Routine tasks can be automated using AI, allowing campaign staff to focus on strategic planning and creativity. Getting over hurdles like the tyranny of the blank page or using AI as an editor help with processes that we are all already doing, but in many cases getting stuck on.
As you said though, responsibility and ethical practices are crucial. Transparency is key - campaigns should have policies around AI use that maintain needed disclosures and most importantly prioritize human oversight. Always remember that ultimately you are responsible for the output, not the AI. With thoughtful and transparent use, campaigns can benefit from AI while maintaining public trust.

DDC: As we move into 2024, there is a lot of concern about the use of generative AI to attempt to influence the outcomes via mis and disinformation, what are your concerns?

MSFT: [Ashley] This is one of the areas that our team was created to focus on. AI offers a new world of creative and productivity opportunities, but there are also associated risks. Recently, Microsoft, in a group of 20+ companies, announced an accord that aims to address the abuse of AI-generated audio, video, and images that fake or alter the appearance, voice, or actions of political candidates and other key stakeholders in a democratic election. The accord outlines eight specific commitments that cover the areas of safety by design, content provenance and watermarking, detection and response, transparency, engagement, public awareness, and resilience.
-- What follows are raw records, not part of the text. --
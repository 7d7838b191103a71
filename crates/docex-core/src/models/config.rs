//! Configuration structures for the extraction engine.

use serde::{Deserialize, Serialize};

/// Main configuration for the docex engine.
#[derive(Debug, Clone, Default, Serialize, Deserialize)]
#[serde(default)]
pub struct DocexConfig {
    /// Template matching configuration.
    pub matching: MatchingConfig,

    /// Field extraction configuration.
    pub extraction: ExtractionConfig,

    /// Document reader configuration.
    pub reader: ReaderConfig,

    /// Batch orchestration configuration.
    pub batch: BatchConfig,
}

/// Template matching configuration.
#[derive(Debug, Clone, Serialize, Deserialize)]
#[serde(default)]
pub struct MatchingConfig {
    /// Score awarded for satisfying every required keyword (0.0 - 1.0).
    /// The optional-keyword fraction fills the remaining range.
    pub base_weight: f64,

    /// Minimum lead of the best candidate over the runner-up for a
    /// clear selection.
    pub min_confidence_gap: f64,
}

impl Default for MatchingConfig {
    fn default() -> Self {
        Self {
            base_weight: 0.6,
            min_confidence_gap: 0.2,
        }
    }
}

/// Field extraction configuration.
#[derive(Debug, Clone, Serialize, Deserialize)]
#[serde(default)]
pub struct ExtractionConfig {
    /// Confidence contributed by a field that passed its validation rule.
    pub validated_confidence: f64,

    /// Confidence contributed by a field without a validation rule.
    pub unvalidated_confidence: f64,

    /// Window used by keyword-proximity methods that do not set one.
    pub default_proximity_window: usize,
}

impl Default for ExtractionConfig {
    fn default() -> Self {
        Self {
            validated_confidence: 1.0,
            unvalidated_confidence: 0.8,
            default_proximity_window: 64,
        }
    }
}

/// Document reader configuration.
#[derive(Debug, Clone, Serialize, Deserialize)]
#[serde(default)]
pub struct ReaderConfig {
    /// Files larger than this produce a validation warning.
    pub max_file_size_bytes: u64,

    /// Minimum text length to consider a PDF as having a text layer.
    pub min_text_length: usize,

    /// Delegate documents without a text layer to the OCR engine.
    pub enable_ocr: bool,

    /// OCR language passed to the OCR engine.
    pub ocr_language: String,

    /// DPI for rasterising PDF pages before OCR.
    pub ocr_render_dpi: u32,
}

impl Default for ReaderConfig {
    fn default() -> Self {
        Self {
            max_file_size_bytes: 50 * 1024 * 1024,
            min_text_length: 50,
            enable_ocr: false,
            ocr_language: "eng".to_string(),
            ocr_render_dpi: 300,
        }
    }
}

/// Batch orchestration configuration.
#[derive(Debug, Clone, Serialize, Deserialize)]
#[serde(default)]
pub struct BatchConfig {
    /// Maximum number of documents in flight at once.
    pub max_concurrent: usize,

    /// Keep admitting documents after a fatal per-document failure.
    pub continue_on_error: bool,
}

impl Default for BatchConfig {
    fn default() -> Self {
        Self {
            max_concurrent: 4,
            continue_on_error: true,
        }
    }
}

impl DocexConfig {
    /// Load configuration from a JSON file.
    pub fn from_file(path: &std::path::Path) -> Result<Self, std::io::Error> {
        let content = std::fs::read_to_string(path)?;
        serde_json::from_str(&content).map_err(|e| {
            std::io::Error::new(std::io::ErrorKind::InvalidData, e.to_string())
        })
    }

    /// Save configuration to a JSON file.
    pub fn save(&self, path: &std::path::Path) -> Result<(), std::io::Error> {
        let content = serde_json::to_string_pretty(self).map_err(|e| {
            std::io::Error::new(std::io::ErrorKind::InvalidData, e.to_string())
        })?;
        std::fs::write(path, content)
    }
}

#[cfg(test)]
mod tests {
    use super::*;

    #[test]
    fn test_partial_config_uses_defaults() {
        let config: DocexConfig =
            serde_json::from_str(r#"{"batch": {"max_concurrent": 8}}"#).unwrap();
        assert_eq!(config.batch.max_concurrent, 8);
        assert!(config.batch.continue_on_error);
        assert_eq!(config.matching.base_weight, 0.6);
        assert_eq!(config.matching.min_confidence_gap, 0.2);
        assert_eq!(config.reader.min_text_length, 50);
    }

    #[test]
    fn test_save_and_load() {
        let dir = tempfile::tempdir().unwrap();
        let path = dir.path().join("config.json");

        let mut config = DocexConfig::default();
        config.reader.enable_ocr = true;
        config.save(&path).unwrap();

        let loaded = DocexConfig::from_file(&path).unwrap();
        assert!(loaded.reader.enable_ocr);
        assert_eq!(loaded.reader.ocr_language, "eng");
    }
}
We view this as a first and important step, but one that needs to go in concert with work from governments, civil society, and the public to make happen. There’s much more to read here: Meeting the moment: combating AI deepfakes in elections through today’s new tech accord - Microsoft On the Issues

DDC: Proving authenticity of a campaign’s digital content is a core challenge to combating misinformation. Can you talk about Microsoft’s role both internally and how you work with industry in helping campaigns thwart misinformation and proactive steps they can take?

MSFT: [Seth] To combat the impact that deceptive AI generated content can have, Microsoft has worked with a cross-industry group (C2PA) including Adobe, Google, Sony, Trupic, the BBC, New York Times and others to develop a widely adopted standard for content provenance. Content provenance is the ability to trace the origin, history, and authenticity of digital media, such as images and videos. It seeks to clarify important questions about media, like: “Where and how did the content come from? Is it real or artificial? What are its creation and modification dates?”

This is done by embedding metadata into the media files that disclose those details. This metadata can then be verified and reviewed by users.  Organizations in C2PA have already begun implementing content credentials in their products, from the ability to automatically add credentials to images or videos created in Adobe products to Trupic adding credentials to images automatically at the time of capture.

Microsoft has launched a Content Integrity tool built for campaigns that will allow them to credential their media via a website, an app that allows for media captured on a phone to be automatically credentialed, and a site that will allow the public to check media they find online for credential details. Why is this important for campaigns? Not only will this help campaign’s maintain greater control over their content and candidate’s likeness, but it sends a trust-signal to voters that they are engaging with content from a verified source. 

DDC: We are all about people and campaigns getting the most security out of the platforms they use. If I am a candidate, campaign manager, staff or volunteer on a campaign that runs on Microsoft, what are simple actions I can take to improve my account security quickly?

MSFT: [Ashley] The quickest and most important step to take is signing up with us for AccountGuard, our free cybersecurity program that not only offers an additional layer of protection and monitoring to your Microsoft hosted email domain, but also allows you to add the personal Microsoft email accounts (Outlook, Hotmail) for additional monitoring as well. Since personal accounts of high-profile users are a known attack vector, this adds another layer of security for your campaign. As part of this initiative, campaigns have access to enhanced identity protection by taking advantage of free security keys based on our partnership with Yubico and DDC. You can learn more about AccountGuard here:  https://accountguard.microsoft.com/

DDC: What Microsoft products and services can eligible campaigns access through DDC? 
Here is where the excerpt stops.